* [Problem statement]
Go over the data below line by line, and state how many lines contain the string "kubeconfig". Give the number only.

* [Listed records]

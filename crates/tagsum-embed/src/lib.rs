//! # tagsum-embed
//!
//! Live summary embeds over a document store. An embed binds a fenced
//! code block's config to one document, renders a tag-to-header summary
//! onto an output surface, and keeps it current as the document changes.
//!
//! [`SummaryService`] owns the embed registry and the change listener;
//! [`markdown`] provides inline renderers and [`surface`] the output
//! surface implementations.

mod controller;
pub mod markdown;
pub mod service;
pub mod surface;

#[cfg(test)]
mod tests;

pub use markdown::{HtmlInlineRenderer, PlainTextRenderer};
pub use service::{ServiceConfig, ServiceHandle, SummaryEvent, SummaryService};
pub use surface::{HtmlSurface, RecordingSurface, SurfaceOp};
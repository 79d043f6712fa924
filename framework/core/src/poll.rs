use std::future::Future;
use std::time::Duration;

/// How often and how many times a convergence check runs before giving up.
#[derive(Debug, Clone, Copy, PartialEq, Eq)]
pub struct PollPolicy {
    pub interval: Duration,
    pub max_attempts: u32,
}

impl PollPolicy {
    pub const fn new(interval: Duration, max_attempts: u32) -> Self {
        Self {
            interval,
            max_attempts,
        }
    }

    /// Same attempt ceiling with no sleeping between attempts.
    pub const fn immediate(max_attempts: u32) -> Self {
        Self::new(Duration::ZERO, max_attempts)
    }

    /// The longest this policy can wait in total.
    pub fn ceiling(&self) -> Duration {
        self.interval * self.max_attempts
    }
}

/// The result of one convergence check.
#[derive(Debug, Clone, PartialEq, Eq)]
pub enum Poll<T> {
    Ready(T),
    /// Not there yet, with a short description of the observed status.
    Pending(String),
}

#[derive(Debug, thiserror::Error)]
pub enum PollError {
    #[error("{what} did not converge after {attempts} attempts, last status: {last_status}")]
    Exhausted {
        what: String,
        attempts: u32,
        last_status: String,
    },
    #[error("{what} failed on attempt {attempt}")]
    Failed {
        what: String,
        attempt: u32,
        #[source]
        source: anyhow::Error,
    },
}

impl PollError {
    pub fn is_exhausted(&self) -> bool {
        matches!(self, PollError::Exhausted { .. })
    }
}

/// Run `check` until it returns [Poll::Ready] or the attempt ceiling is reached.
///
/// The closure receives the 1-based attempt number. An `Err` from the closure stops polling
/// immediately; map transient errors to [Poll::Pending] inside the closure if they should be
/// retried. There is no sleep after the final attempt.
pub async fn poll<T, F, Fut>(what: &str, policy: PollPolicy, mut check: F) -> Result<T, PollError>
where
    F: FnMut(u32) -> Fut,
    Fut: Future<Output = anyhow::Result<Poll<T>>>,
{
    let mut last_status = String::from("never checked");

    for attempt in 1..=policy.max_attempts {
        match check(attempt).await {
            Ok(Poll::Ready(value)) => {
                log::debug!("{what} ready after {attempt} attempt(s)");
                return Ok(value);
            }
            Ok(Poll::Pending(status)) => {
                log::debug!(
                    "{what} pending ({attempt}/{max}): {status}",
                    max = policy.max_attempts
                );
                last_status = status;
            }
            Err(source) => {
                return Err(PollError::Failed {
                    what: what.to_string(),
                    attempt,
                    source,
                });
            }
        }

        if attempt < policy.max_attempts && !policy.interval.is_zero() {
            tokio::time::sleep(policy.interval).await;
        }
    }

    Err(PollError::Exhausted {
        what: what.to_string(),
        attempts: policy.max_attempts,
        last_status,
    })
}
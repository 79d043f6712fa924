use std::collections::BTreeMap;
use std::path::{Path, PathBuf};

use async_trait::async_trait;
use serde_json::Value;

use crate::command::ToolCommand;
use crate::error::ProviderResult;
use crate::workload::{NodeStatus, PodStatus, ServiceInfo, WorkloadApi};

/// Log lines fetched per pod for diagnostics.
const DIAGNOSTIC_LOG_TAIL: &str = "--tail=200";

/// [WorkloadApi] backed by `kubectl`, always pointed at an explicit kubeconfig.
#[derive(Debug, Clone)]
pub struct Kubectl {
    cmd: ToolCommand,
    kubeconfig: PathBuf,
}

impl Kubectl {
    /// The kubeconfig file does not need to exist until the first call.
    pub fn new(program: PathBuf, kubeconfig: &Path) -> Self {
        Self {
            cmd: ToolCommand::new(program)
                .with_base_args(["--kubeconfig".to_string(), kubeconfig.display().to_string()]),
            kubeconfig: kubeconfig.to_path_buf(),
        }
    }

    pub fn kubeconfig(&self) -> &Path {
        &self.kubeconfig
    }

    async fn section(&self, out: &mut String, title: &str, args: &[&str]) {
        out.push_str(&format!("===== {title} =====\n"));
        match self.cmd.output(args, None).await {
            Ok(text) => out.push_str(&text),
            Err(e) => out.push_str(&format!("<failed: {e}>\n")),
        }
        out.push('\n');
    }
}

fn items(doc: &Value) -> &[Value] {
    doc.get("items")
        .and_then(|v| v.as_array())
        .map(Vec::as_slice)
        .unwrap_or_default()
}

fn str_at<'a>(value: &'a Value, pointer: &str) -> &'a str {
    value
        .pointer(pointer)
        .and_then(|v| v.as_str())
        .unwrap_or_default()
}

pub(crate) fn parse_nodes(doc: &Value) -> Vec<NodeStatus> {
    items(doc)
        .iter()
        .map(|node| {
            let ready = node
                .pointer("/status/conditions")
                .and_then(|c| c.as_array())
                .map(|conditions| {
                    conditions.iter().any(|c| {
                        c.get("type").and_then(|t| t.as_str()) == Some("Ready")
                            && c.get("status").and_then(|s| s.as_str()) == Some("True")
                    })
                })
                .unwrap_or(false);
            NodeStatus {
                name: str_at(node, "/metadata/name").to_string(),
                ready,
            }
        })
        .collect()
}

pub(crate) fn parse_pods(doc: &Value) -> Vec<PodStatus> {
    items(doc)
        .iter()
        .map(|pod| {
            let total_containers = pod
                .pointer("/spec/containers")
                .and_then(|c| c.as_array())
                .map(Vec::len)
                .unwrap_or(0);
            let ready_containers = pod
                .pointer("/status/containerStatuses")
                .and_then(|c| c.as_array())
                .map(|statuses| {
                    statuses
                        .iter()
                        .filter(|s| s.get("ready").and_then(|r| r.as_bool()) == Some(true))
                        .count()
                })
                .unwrap_or(0);
            PodStatus {
                namespace: str_at(pod, "/metadata/namespace").to_string(),
                name: str_at(pod, "/metadata/name").to_string(),
                phase: str_at(pod, "/status/phase").to_string(),
                ready_containers,
                total_containers,
            }
        })
        .collect()
}

pub(crate) fn parse_services(doc: &Value) -> Vec<ServiceInfo> {
    items(doc)
        .iter()
        .map(|svc| {
            let annotations = svc
                .pointer("/metadata/annotations")
                .and_then(|a| a.as_object())
                .map(|a| {
                    a.iter()
                        .filter_map(|(k, v)| v.as_str().map(|v| (k.clone(), v.to_string())))
                        .collect::<BTreeMap<_, _>>()
                })
                .unwrap_or_default();
            let port = svc
                .pointer("/spec/ports/0/port")
                .and_then(|p| p.as_u64())
                .and_then(|p| u16::try_from(p).ok());
            let ingress = svc.pointer("/status/loadBalancer/ingress/0");
            let hostname = ingress
                .and_then(|i| i.get("hostname").or_else(|| i.get("ip")))
                .and_then(|h| h.as_str())
                .filter(|h| !h.is_empty())
                .map(str::to_string);

            ServiceInfo {
                namespace: str_at(svc, "/metadata/namespace").to_string(),
                name: str_at(svc, "/metadata/name").to_string(),
                service_type: str_at(svc, "/spec/type").to_string(),
                annotations,
                port,
                hostname,
            }
        })
        .collect()
}

#[async_trait]
impl WorkloadApi for Kubectl {
    async fn apply(&self, manifest: &str) -> ProviderResult<()> {
        let out = self
            .cmd
            .output(&["apply", "-f", "-"], Some(manifest.as_bytes()))
            .await?;
        for line in out.lines() {
            log::info!("kubectl: {line}");
        }
        Ok(())
    }

    async fn nodes(&self) -> ProviderResult<Vec<NodeStatus>> {
        let doc = self.cmd.json(&["get", "nodes", "-o", "json"]).await?;
        Ok(parse_nodes(&doc))
    }

    async fn pods(&self) -> ProviderResult<Vec<PodStatus>> {
        let doc = self
            .cmd
            .json(&["get", "pods", "--all-namespaces", "-o", "json"])
            .await?;
        Ok(parse_pods(&doc))
    }

    async fn services(&self) -> ProviderResult<Vec<ServiceInfo>> {
        let doc = self
            .cmd
            .json(&["get", "services", "--all-namespaces", "-o", "json"])
            .await?;
        Ok(parse_services(&doc))
    }

    async fn diagnostics(&self) -> ProviderResult<String> {
        let mut out = String::new();
        self.section(&mut out, "nodes", &["get", "nodes", "-o", "wide"])
            .await;
        self.section(&mut out, "pods", &["get", "pods", "--all-namespaces", "-o", "wide"])
            .await;
        self.section(&mut out, "pod descriptions", &["describe", "pods", "--all-namespaces"])
            .await;
        self.section(
            &mut out,
            "events",
            &["get", "events", "--all-namespaces", "--sort-by=.lastTimestamp"],
        )
        .await;
        self.section(&mut out, "node usage", &["top", "nodes"]).await;
        self.section(&mut out, "pod usage", &["top", "pods", "--all-namespaces"])
            .await;

        // Pod listing can fail if the control plane is gone, the sections above already say so.
        let pods = self.pods().await.unwrap_or_default();
        for pod in pods.iter().filter(|p| !p.is_system()) {
            let title = format!("logs {}/{}", pod.namespace, pod.name);
            self.section(
                &mut out,
                &title,
                &[
                    "logs",
                    "--namespace",
                    pod.namespace.as_str(),
                    pod.name.as_str(),
                    "--all-containers",
                    DIAGNOSTIC_LOG_TAIL,
                ],
            )
            .await;
        }

        Ok(out)
    }
}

* [Output of the task]
8